The Fallopian tubes play a vital role or function in human reproduction: in the first instance, they are responsible for suctioning the egg from the ovary each month and later for waiting 24-72 hours for fertilisation. Should this not happen, the egg is simply absorbed. If it is fertilised, the Fallopian tube allows the fertilised egg to travel to the uterus thanks to contractions and to the hair cells lining it. The fertilised egg (or zygote) remains in the Fallopian tube for around 48-72 hours on its journey to the uterus where it will eventually implant the embryo.

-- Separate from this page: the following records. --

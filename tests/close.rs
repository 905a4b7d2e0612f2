// Copyright 2023 - 2024 Muxstream See the COPYRIGHT
// file at the top-level directory of this distribution.
//
// Licensed under the Apache License, Version 2.0 <LICENSE-APACHE or
// http://www.apache.org/licenses/LICENSE-2.0>, at your
// option. This file may not be copied, modified, or distributed
// except according to those terms.
//
// Author: tickbh
// -----
// Created Date: 2024/01/19 14:21:36

#![deny(rust_2018_idioms)]

#[cfg(test)]
mod tests {
    use std::time::Duration;

    use bytes::Bytes;
    use tokio::io::DuplexStream;
    use tokio::time::sleep;

    use muxstream::{
        transport::MemoryTransport, Builder, MuxConnection, ProtError, Reason,
    };

    async fn pair(
        client: Builder,
        server: Builder,
    ) -> (MuxConnection<DuplexStream>, MuxConnection<DuplexStream>) {
        let _ = env_logger::builder().is_test(true).try_init();
        let (io_client, io_server) = MemoryTransport::pair(64 * 1024);
        let mut client = client.client_connection(io_client);
        let mut server = server.server_connection(io_server);
        let (c, s) = tokio::join!(client.connect(), server.connect());
        c.unwrap();
        s.unwrap();
        (client, server)
    }

    async fn default_pair() -> (MuxConnection<DuplexStream>, MuxConnection<DuplexStream>) {
        pair(Builder::new(), Builder::new()).await
    }

    #[tokio::test]
    async fn close_no_error_observed_as_closed_by_peer() {
        let (client, server) = default_pair().await;

        let (closed, observed) = tokio::join!(client.close(Reason::NO_ERROR), async {
            server.accept_stream().await.unwrap_err()
        });
        closed.unwrap();
        assert!(matches!(observed, ProtError::ConnectionClosedByPeer));

        // 对端后续的创建也拿到同一个终止错误
        let err = server.create_stream(true).await.unwrap_err();
        assert!(matches!(err, ProtError::ConnectionClosedByPeer));
    }

    #[tokio::test]
    async fn close_server_busy_observed_as_server_busy() {
        let (client, server) = default_pair().await;

        // close完成表示对端已确认, 此刻对端必然已记录ServerBusy
        server.close(Reason::SERVER_BUSY).await.unwrap();
        let err = client.create_stream(true).await.unwrap_err();
        assert!(matches!(err, ProtError::ServerBusy));
        let err = client.accept_stream().await.unwrap_err();
        assert!(matches!(err, ProtError::ServerBusy));
    }

    #[tokio::test]
    async fn close_application_code_passes_through() {
        let (client, server) = default_pair().await;

        let code = Reason::application(42);
        let (closed, observed) = tokio::join!(client.close(code), async {
            server.accept_stream().await.unwrap_err()
        });
        closed.unwrap();
        match observed {
            ProtError::ConnectionAborted(reason) => assert_eq!(reason, code),
            e => panic!("expect application close code, got {}", e),
        }
    }

    #[tokio::test]
    async fn close_unrecognized_code_maps_to_aborted() {
        let (client, server) = default_pair().await;

        let (closed, observed) = tokio::join!(client.close(Reason::from(0xdead)), async {
            server.accept_stream().await.unwrap_err()
        });
        closed.unwrap();
        assert!(matches!(observed, ProtError::ConnectionAborted(_)));
    }

    #[tokio::test]
    async fn close_is_idempotent_and_commutative() {
        let (client, server) = default_pair().await;

        // 双方同时关闭, 各自都正常完成
        let (c, s) = tokio::join!(client.close(Reason::NO_ERROR), server.close(Reason::NO_ERROR));
        c.unwrap();
        s.unwrap();

        // 重复关闭是无害的空操作
        client.close(Reason::NO_ERROR).await.unwrap();
        server.close(Reason::NO_ERROR).await.unwrap();
    }

    #[tokio::test]
    async fn calls_after_close_fail_immediately_with_recorded_error() {
        let (client, server) = default_pair().await;
        client.close(Reason::NO_ERROR).await.unwrap();

        let err = client.create_stream(true).await.unwrap_err();
        assert!(matches!(err, ProtError::ConnectionAborted(_)));
        let err = client.accept_stream().await.unwrap_err();
        assert!(matches!(err, ProtError::ConnectionAborted(_)));

        // 多晚调用都得到同一个确定的结果
        sleep(Duration::from_millis(50)).await;
        let err = client.create_stream(false).await.unwrap_err();
        assert!(matches!(err, ProtError::ConnectionAborted(_)));
        drop(server);
    }

    #[tokio::test]
    async fn dispose_fails_peer_blocked_writer() {
        // 小窗口让写入方尽快陷入反压
        let (client, server) = pair(
            Builder::new(),
            Builder::new().initial_window_size(1024),
        )
        .await;

        let created = client.create_stream(true).await.unwrap();
        let (_, writer) = created.split();
        let mut writer = writer.unwrap();

        // 对端不消费, 持续写1字节直到挂起
        let blocked = tokio::spawn(async move {
            loop {
                if let Err(e) = writer.write(Bytes::from_static(b"a"), false).await {
                    return e;
                }
            }
        });

        sleep(Duration::from_millis(100)).await;
        server.dispose();

        // 挂起的写入必须以连接级错误收敛, 不能无限等待
        let err = tokio::time::timeout(Duration::from_secs(5), blocked)
            .await
            .expect("blocked write must resolve after dispose")
            .unwrap();
        assert!(matches!(
            err,
            ProtError::ConnectionAborted(_) | ProtError::ConnectionClosedByPeer
        ));

        // 断开方自身的后续调用同样立即失败
        let err = server.create_stream(true).await.unwrap_err();
        assert!(matches!(err, ProtError::ConnectionAborted(_)));
    }

    #[tokio::test]
    async fn dispose_fails_own_pending_ops() {
        let (client, server) = default_pair().await;

        let pending = tokio::spawn(async move {
            let err = server.accept_stream().await.unwrap_err();
            // dispose后server被move进闭包, 一并验证重复dispose无害
            server.dispose();
            server.dispose();
            err
        });

        sleep(Duration::from_millis(50)).await;
        client.dispose();
        client.dispose();

        let err = pending.await.unwrap();
        assert!(matches!(
            err,
            ProtError::ConnectionAborted(_) | ProtError::ConnectionClosedByPeer
        ));
    }
}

In order for a woman’s reproductive capacity to function correctly, the anatomy of Fallopian tubes needs to be intact. In other words, they need to be open both at the uterus and at the end in contact with the ovary. There must not be any inflammatory material, liquid (hydrosalpinx) or blood (haematosalpinx). But it is also important that they are able to function correctly; that they are able to contract, as mentioned above.
The tests which are currently being used in anatomical diagnosis of the Fallopian tubes are a hysterosalpinography and a sonohysterography. The latter is the most recommended option because it is less painful, does not involve the use of contrast and is, furthermore, equally as effective.

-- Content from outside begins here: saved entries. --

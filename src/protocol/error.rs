use std::{fmt::Display, io};

use tokio::sync::mpsc::error::SendError;

use crate::frame::Reason;

pub type ProtResult<T> = Result<T, ProtError>;

#[derive(Debug)]
pub enum ProtError {
    /// 标准错误库的错误类型
    IoError(io::Error),
    /// 连接已中止, 包含传输失败/协议错误/空闲超时/本地dispose
    ConnectionAborted(Reason),
    /// 对端发起的正常关闭
    ConnectionClosedByPeer,
    /// 对端容量不足, 主动拒绝
    ServerBusy,
    /// 单个流被重置, 不影响其它流
    StreamAborted(Reason),
    /// 配置内容不被支持
    InvalidConfiguration(String),
    /// 监听地址已被占用
    AddressInUse,
    /// 内部通道已关闭
    SendError,
    /// 其它错误信息
    Extension(&'static str),
    /// 发生错误或者收到关闭消息将要关闭该链接
    GoAway(Reason, Initiator),
}

#[derive(Clone, Copy, Debug, PartialEq, Eq)]
pub enum Initiator {
    User,
    Library,
    Remote,
}

impl Display for ProtError {
    fn fmt(&self, f: &mut std::fmt::Formatter<'_>) -> std::fmt::Result {
        match self {
            ProtError::IoError(e) => write!(f, "io error: {}", e),
            ProtError::ConnectionAborted(r) => write!(f, "connection aborted: {}", r),
            ProtError::ConnectionClosedByPeer => f.write_str("connection closed by peer"),
            ProtError::ServerBusy => f.write_str("server busy"),
            ProtError::StreamAborted(r) => write!(f, "stream aborted: {}", r),
            ProtError::InvalidConfiguration(s) => write!(f, "invalid configuration: {}", s),
            ProtError::AddressInUse => f.write_str("address in use"),
            ProtError::SendError => f.write_str("send error"),
            ProtError::Extension(s) => write!(f, "extension {}", s),
            ProtError::GoAway(r, _) => write!(f, "go away frame: {}", r),
        }
    }
}

impl std::error::Error for ProtError {}

impl From<io::Error> for ProtError {
    fn from(value: io::Error) -> Self {
        ProtError::IoError(value)
    }
}

impl<T> From<SendError<T>> for ProtError {
    fn from(_: SendError<T>) -> Self {
        ProtError::SendError
    }
}

impl ProtError {
    pub(crate) fn library_go_away(reason: Reason) -> Self {
        Self::GoAway(reason, Initiator::Library)
    }

    /// 连接终止后, 后续所有调用都必须拿到一致的终止错误, 该方法从记录值重建
    pub(crate) fn from_close(reason: Reason, initiator: Initiator) -> Self {
        match initiator {
            Initiator::Remote => {
                if reason == Reason::NO_ERROR {
                    ProtError::ConnectionClosedByPeer
                } else if reason == Reason::SERVER_BUSY {
                    ProtError::ServerBusy
                } else if reason.is_application() || reason.is_recognized() {
                    ProtError::ConnectionAborted(reason)
                } else {
                    ProtError::ConnectionAborted(Reason::INTERNAL_ERROR)
                }
            }
            Initiator::User | Initiator::Library => ProtError::ConnectionAborted(reason),
        }
    }

    pub fn is_io(&self) -> bool {
        matches!(self, ProtError::IoError(_))
    }
}
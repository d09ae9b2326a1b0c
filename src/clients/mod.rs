//! HTTP collectors for external artist signals.
//!
//! Every collector owns one rate limiter, shared by all artists in a batch,
//! and waits on it before each request it sends.

pub mod met_museum;
pub mod pageviews;
pub mod wikipedia;

use std::num::NonZeroU32;
use std::sync::Arc;
use std::time::Duration;

use async_trait::async_trait;
use governor::clock::DefaultClock;
use governor::state::{InMemoryState, NotKeyed};
use governor::{Quota, RateLimiter};
use reqwest::header::{AUTHORIZATION, HeaderMap, HeaderValue};
use reqwest::{Client, StatusCode};
use serde::de::DeserializeOwned;
use thiserror::Error;
use tracing::debug;

use crate::apt::evidence::{ArtistQuery, EvidenceRecord};
use crate::config::{CollectorConfig, Config};

pub use met_museum::MetMuseumClient;
pub use pageviews::PageviewsClient;
pub use wikipedia::WikipediaClient;

#[derive(Debug, Error)]
pub enum CollectorError {
    #[error("transport error: {0}")]
    Transport(String),

    #[error("request timed out")]
    Timeout,

    #[error("unexpected status {status}: {body}")]
    Status { status: u16, body: String },

    #[error("malformed response: {0}")]
    Malformed(String),
}

impl From<reqwest::Error> for CollectorError {
    fn from(e: reqwest::Error) -> Self {
        if e.is_timeout() {
            Self::Timeout
        } else if e.is_decode() {
            Self::Malformed(e.to_string())
        } else {
            Self::Transport(e.to_string())
        }
    }
}

/// One external source of artist evidence.
///
/// `Ok(None)` means the source has no entry for the artist.
#[async_trait]
pub trait Collector: Send + Sync {
    fn source(&self) -> &'static str;

    async fn collect(&self, query: &ArtistQuery) -> Result<Option<EvidenceRecord>, CollectorError>;
}

pub type Limiter = RateLimiter<NotKeyed, InMemoryState, DefaultClock>;

#[must_use]
pub fn rate_limiter(requests_per_second: u32) -> Arc<Limiter> {
    let rps = NonZeroU32::new(requests_per_second).unwrap_or(NonZeroU32::MIN);
    Arc::new(RateLimiter::direct(Quota::per_second(rps)))
}

/// Client with the configured user agent, timeout and optional bearer token.
pub fn http_client(user_agent: &str, config: &CollectorConfig) -> Result<Client, CollectorError> {
    let mut headers = HeaderMap::new();
    if let Some(token) = config.api_token() {
        let value = HeaderValue::from_str(&format!("Bearer {token}"))
            .map_err(|e| CollectorError::Transport(format!("invalid api token: {e}")))?;
        headers.insert(AUTHORIZATION, value);
    }

    Client::builder()
        .user_agent(user_agent)
        .timeout(Duration::from_secs(config.timeout_seconds.max(1)))
        .default_headers(headers)
        .build()
        .map_err(CollectorError::from)
}

/// Rate-limited GET returning `None` on 404.
pub(crate) async fn get_json<T: DeserializeOwned>(
    client: &Client,
    limiter: &Limiter,
    url: &str,
) -> Result<Option<T>, CollectorError> {
    limiter.until_ready().await;
    debug!(url, "collector request");

    let response = client.get(url).send().await?;

    if response.status() == StatusCode::NOT_FOUND {
        return Ok(None);
    }

    if !response.status().is_success() {
        let status = response.status().as_u16();
        let body = response.text().await.unwrap_or_default();
        return Err(CollectorError::Status { status, body });
    }

    let body = response.text().await?;
    serde_json::from_str(&body)
        .map(Some)
        .map_err(|e| CollectorError::Malformed(e.to_string()))
}

/// Maps a count onto 0-100 on a log scale, reaching 100 at `saturation`.
#[must_use]
pub fn log_scaled(count: f64, saturation: f64) -> f64 {
    if count <= 0.0 || saturation <= 0.0 {
        return 0.0;
    }
    let scaled = 100.0 * count.ln_1p() / saturation.ln_1p();
    (scaled.clamp(0.0, 100.0) * 100.0).round() / 100.0
}

/// Wikipedia title form of a name: spaces become underscores.
#[must_use]
pub fn article_title(name: &str) -> String {
    name.split_whitespace().collect::<Vec<_>>().join("_")
}

/// Every enabled collector, built from config.
pub fn build_collectors(config: &Config) -> anyhow::Result<Vec<Arc<dyn Collector>>> {
    let agent = config.collectors.user_agent.as_str();
    let mut collectors: Vec<Arc<dyn Collector>> = Vec::new();

    if config.collectors.wikipedia.enabled {
        collectors.push(Arc::new(WikipediaClient::new(
            agent,
            &config.collectors.wikipedia,
        )?));
    }
    if config.collectors.met_museum.enabled {
        collectors.push(Arc::new(MetMuseumClient::new(
            agent,
            &config.collectors.met_museum,
            config.collectors.met_sample_objects,
        )?));
    }
    if config.collectors.pageviews.enabled {
        collectors.push(Arc::new(PageviewsClient::new(
            agent,
            &config.collectors.pageviews,
        )?));
    }

    Ok(collectors)
}

#[cfg(test)]
mod tests {
    use super::*;

    #[test]
    fn test_log_scaled_bounds() {
        assert!(log_scaled(0.0, 1000.0).abs() < f64::EPSILON);
        assert!((log_scaled(1000.0, 1000.0) - 100.0).abs() < f64::EPSILON);
        assert!((log_scaled(50_000.0, 1000.0) - 100.0).abs() < f64::EPSILON);
        let mid = log_scaled(30.0, 1000.0);
        assert!(mid > 40.0 && mid < 60.0);
    }

    #[test]
    fn test_article_title() {
        assert_eq!(article_title("Lee  Ufan"), "Lee_Ufan");
        assert_eq!(article_title("Jackson Pollock"), "Jackson_Pollock");
    }

    #[test]
    fn test_build_collectors_respects_enabled() {
        let mut config = Config::default();
        config.collectors.pageviews.enabled = false;
        let collectors = build_collectors(&config).unwrap();
        let sources: Vec<_> = collectors.iter().map(|c| c.source()).collect();
        assert_eq!(sources, vec!["wikipedia", "met_museum"]);
    }
}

Since the Fallopian tubes are in close contact with the peritoneum, they can be affected by both gynaecological pathologies and peritoneal or intestinal pathologies. Obstructions to the Fallopian tubes have been diagnosed following inflammatory illnesses in the pelvis which may have gone undetected or endometriosis which can cause chronic inflammation of the pelvis leading to both a loss of functional capacity and obstruction. Peritonitis can also cause obstruction of the Fallopian tubes.

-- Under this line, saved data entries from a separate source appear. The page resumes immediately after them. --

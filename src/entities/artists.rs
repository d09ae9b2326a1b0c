use sea_orm::entity::prelude::*;

#[derive(Clone, Debug, PartialEq, Eq, DeriveEntityModel)]
#[sea_orm(table_name = "artists")]
pub struct Model {
    #[sea_orm(primary_key)]
    pub id: i32,
    pub name: String,
    pub name_ko: Option<String>,
    pub nationality: Option<String>,
    pub era: Option<String>,
    pub birth_year: Option<i32>,
    pub death_year: Option<i32>,
    #[sea_orm(column_type = "Text", nullable)]
    pub biography: Option<String>,
    #[sea_orm(default_value = 0)]
    pub follower_count: i32,
    #[sea_orm(default_value = false)]
    pub is_verified: bool,
    /// Versioned profile document; `None` means not yet classified.
    #[sea_orm(column_type = "Text", nullable)]
    pub apt_profile: Option<String>,
    pub created_at: String,
    pub updated_at: String,
}

#[derive(Copy, Clone, Debug, EnumIter, DeriveRelation)]
pub enum Relation {
    #[sea_orm(has_many = "super::artist_apt_mappings::Entity")]
    ArtistAptMappings,
}

impl Related<super::artist_apt_mappings::Entity> for Entity {
    fn to() -> RelationDef {
        Relation::ArtistAptMappings.def()
    }
}

impl ActiveModelBehavior for ActiveModel {}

Obstruction in just one Fallopian tube can limit a woman’s capacity to reproduce. An opportunity to get pregnant is lost each time ovulation takes place in the opposite Fallopian tube with just one opportunity each time ovulation takes place in the contralateral ovary.
In those cases in which functional capacity has been lost, or both Fallopian tubes have become obstructed, the only option available for becoming a mother is to go through in vitro fertilisation treatment since a natural pregnancy or a pregnancy by means of artificial insemination is impossible.